### Records drawn from a dataset
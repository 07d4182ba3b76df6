// src/file/config.rs
use super::FileHandler;
use crate::config::DashboardConfig;
use std::path::Path;
use std::fs;
use anyhow::{Result, Context};

#[derive(Debug)]
pub struct ConfigFileHandler;

impl ConfigFileHandler {
    pub fn new() -> Self {
        Self
    }
}

impl FileHandler<DashboardConfig> for ConfigFileHandler {
    fn load(&self, path: &Path) -> Result<DashboardConfig> {
        if !path.exists() {
            return Ok(DashboardConfig::default());
        }
        let content = fs::read_to_string(path)
            .with_context(|| format!("Failed to read settings from {}", path.display()))?;
        ron::from_str(&content).context("Failed to parse dashboard settings")
    }

    fn save(&self, data: &DashboardConfig, path: &Path) -> Result<()> {
        if let Some(parent) = path.parent() {
            fs::create_dir_all(parent)?;
        }
        let content = ron::ser::to_string_pretty(
            data,
            ron::ser::PrettyConfig::new()
                .new_line("\n".to_string())
                .depth_limit(2)
        )?;
        fs::write(path, content)?;
        Ok(())
    }
}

### Exercise aim
Exactly repeat the lines from the line that contains "pub struct ConfigFileHandler;" to the end of the entries, both included, and leave out all other lines.

### Result
pub struct ConfigFileHandler;

impl ConfigFileHandler {
    pub fn new() -> Self {
        Self
    }
}

impl FileHandler<DashboardConfig> for ConfigFileHandler {
    fn load(&self, path: &Path) -> Result<DashboardConfig> {
        if !path.exists() {
            return Ok(DashboardConfig::default());
        }
        let content = fs::read_to_string(path)
            .with_context(|| format!("Failed to read settings from {}", path.display()))?;
        ron::from_str(&content).context("Failed to parse dashboard settings")
    }

    fn save(&self, data: &DashboardConfig, path: &Path) -> Result<()> {
        if let Some(parent) = path.parent() {
            fs::create_dir_all(parent)?;
        }
        let content = ron::ser::to_string_pretty(
            data,
            ron::ser::PrettyConfig::new()
                .new_line("\n".to_string())
                .depth_limit(2)
        )?;
        fs::write(path, content)?;
        Ok(())
    }
}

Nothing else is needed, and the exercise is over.